Collection entries:
══════

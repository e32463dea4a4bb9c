//! Writing the registry into a package manifest.
//!
//! Only the scripts table is touched: the document is read whole, the table
//! at the requested dotted path is replaced by the registry contents, and
//! the document is written back with every other key intact.

use crate::entrypoint::Registry;
use anyhow::{bail, Context, Result};
use std::collections::BTreeMap;
use std::path::{Path, PathBuf};
use toml::{Table, Value};
use tracing::info;

/// Where entry points are recorded unless told otherwise
pub const DEFAULT_TABLE: &str = "package.metadata.entrypoints";

/// A TOML manifest loaded for editing
#[derive(Debug, Clone)]
pub struct ManifestDocument {
    path: PathBuf,
    document: Table,
}

impl ManifestDocument {
    /// Read and parse the manifest at `path`
    pub fn load(path: impl AsRef<Path>) -> Result<Self> {
        let path = path.as_ref();
        let content = std::fs::read_to_string(path)
            .with_context(|| format!("Failed to read manifest {}", path.display()))?;
        let document = content
            .parse::<Table>()
            .with_context(|| format!("Failed to parse manifest {}", path.display()))?;
        Ok(Self {
            path: path.to_path_buf(),
            document,
        })
    }

    /// Path the document was loaded from and will be saved to
    pub fn path(&self) -> &Path {
        &self.path
    }

    /// The whole document
    pub fn document(&self) -> &Table {
        &self.document
    }

    /// Current scripts at `table_path`; empty if the table does not exist
    pub fn scripts(&self, table_path: &str) -> Result<BTreeMap<String, String>> {
        let mut current = &self.document;
        for segment in segments(table_path)? {
            match current.get(segment) {
                None => return Ok(BTreeMap::new()),
                Some(Value::Table(table)) => current = table,
                Some(_) => bail!("`{}` in `{}` is not a table", segment, table_path),
            }
        }

        current
            .iter()
            .map(|(name, value)| match value {
                Value::String(reference) => Ok((name.clone(), reference.clone())),
                other => bail!(
                    "script `{}` in `{}` is not a string: {}",
                    name,
                    table_path,
                    other
                ),
            })
            .collect()
    }

    /// Replace the table at `table_path` with the registry contents,
    /// creating intermediate tables as needed
    pub fn replace_scripts(&mut self, table_path: &str, registry: &Registry) -> Result<()> {
        let segments = segments(table_path)?;
        let (last, parents) = segments
            .split_last()
            .context("table path has no segments")?;

        let mut current = &mut self.document;
        for segment in parents {
            let entry = current
                .entry(segment.to_string())
                .or_insert_with(|| Value::Table(Table::new()));
            current = match entry {
                Value::Table(table) => table,
                _ => bail!("`{}` in `{}` is not a table", segment, table_path),
            };
        }
        if let Some(existing) = current.get(*last) {
            if !existing.is_table() {
                bail!("`{}` in `{}` is not a table", last, table_path);
            }
        }

        let scripts: Table = registry
            .iter()
            .map(|(name, reference)| (name.to_string(), Value::String(reference.to_string())))
            .collect();
        current.insert(last.to_string(), Value::Table(scripts));
        Ok(())
    }

    /// Write the document back to where it was loaded from
    pub fn save(&self) -> Result<()> {
        let content = toml::to_string(&self.document).context("Failed to serialize manifest")?;
        std::fs::write(&self.path, content)
            .with_context(|| format!("Failed to write manifest {}", self.path.display()))?;
        info!(path = %self.path.display(), "manifest updated");
        Ok(())
    }
}

fn segments(table_path: &str) -> Result<Vec<&str>> {
    let segments: Vec<&str> = table_path.split('.').collect();
    if segments.iter().any(|s| s.is_empty()) {
        bail!("invalid table path `{}`", table_path);
    }
    Ok(segments)
}

/// Load `path`, replace the scripts table with `registry` and save
pub fn update_manifest(path: impl AsRef<Path>, table_path: &str, registry: &Registry) -> Result<()> {
    let mut manifest = ManifestDocument::load(path)?;
    manifest.replace_scripts(table_path, registry)?;
    manifest.save()
}

#[cfg(test)]
mod tests {
    use super::*;
    use tempfile::NamedTempFile;

    const MANIFEST: &str = r#"[package]
name = "demo"
version = "0.1.0"

[package.metadata.entrypoints]
stale = "old:gone.invoke"

[dependencies]
serde = "1.0"
"#;

    fn manifest_file(content: &str) -> NamedTempFile {
        let file = NamedTempFile::new().unwrap();
        std::fs::write(file.path(), content).unwrap();
        file
    }

    #[test]
    fn test_replace_only_scripts_table() {
        let file = manifest_file(MANIFEST);
        let mut manifest = ManifestDocument::load(file.path()).unwrap();
        assert_eq!(manifest.scripts(DEFAULT_TABLE).unwrap().len(), 1);

        let registry: Registry = [("example", "demos:example.invoke")].into_iter().collect();
        manifest.replace_scripts(DEFAULT_TABLE, &registry).unwrap();
        manifest.save().unwrap();

        let reloaded = ManifestDocument::load(file.path()).unwrap();
        let scripts = reloaded.scripts(DEFAULT_TABLE).unwrap();
        assert_eq!(scripts.len(), 1);
        assert_eq!(scripts["example"], "demos:example.invoke");
        assert_eq!(reloaded.document()["package"]["name"].as_str(), Some("demo"));
        assert_eq!(reloaded.document()["dependencies"]["serde"].as_str(), Some("1.0"));
    }

    #[test]
    fn test_intermediate_tables_created() {
        let file = manifest_file("[package]\nname = \"demo\"\n");
        let mut manifest = ManifestDocument::load(file.path()).unwrap();
        assert!(manifest.scripts("tool.entrypoints.scripts").unwrap().is_empty());

        let registry: Registry = [("a", "m:a.invoke")].into_iter().collect();
        manifest
            .replace_scripts("tool.entrypoints.scripts", &registry)
            .unwrap();
        assert_eq!(
            manifest.scripts("tool.entrypoints.scripts").unwrap()["a"],
            "m:a.invoke"
        );
    }

    #[test]
    fn test_non_table_in_the_way() {
        let file = manifest_file("[package]\nname = \"demo\"\nmetadata = 3\n");
        let mut manifest = ManifestDocument::load(file.path()).unwrap();
        assert!(manifest
            .replace_scripts(DEFAULT_TABLE, &Registry::new())
            .is_err());
        assert!(manifest.scripts(DEFAULT_TABLE).is_err());
        assert!(manifest.replace_scripts("package..x", &Registry::new()).is_err());
    }

    #[test]
    fn test_load_errors_carry_path() {
        let err = ManifestDocument::load("/nonexistent/Cargo.toml").unwrap_err();
        assert!(format!("{:#}", err).contains("/nonexistent/Cargo.toml"));
    }
}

══════

**What this task involves**
Take the lines from the start of the records through the line holding "to parse manifest", both included, and please print them exactly, with nothing else.

**Response area**
repository e32463dea4a4bb9c
//! Writing the registry into a package manifest.
//!
//! Only the scripts table is touched: the document is read whole, the table
//! at the requested dotted path is replaced by the registry contents, and
//! the document is written back with every other key intact.

use crate::entrypoint::Registry;
use anyhow::{bail, Context, Result};
use std::collections::BTreeMap;
use std::path::{Path, PathBuf};
use toml::{Table, Value};
use tracing::info;

/// Where entry points are recorded unless told otherwise
pub const DEFAULT_TABLE: &str = "package.metadata.entrypoints";

/// A TOML manifest loaded for editing
#[derive(Debug, Clone)]
pub struct ManifestDocument {
    path: PathBuf,
    document: Table,
}

impl ManifestDocument {
    /// Read and parse the manifest at `path`
    pub fn load(path: impl AsRef<Path>) -> Result<Self> {
        let path = path.as_ref();
        let content = std::fs::read_to_string(path)
            .with_context(|| format!("Failed to read manifest {}", path.display()))?;
        let document = content
            .parse::<Table>()
            .with_context(|| format!("Failed to parse manifest {}", path.display()))?;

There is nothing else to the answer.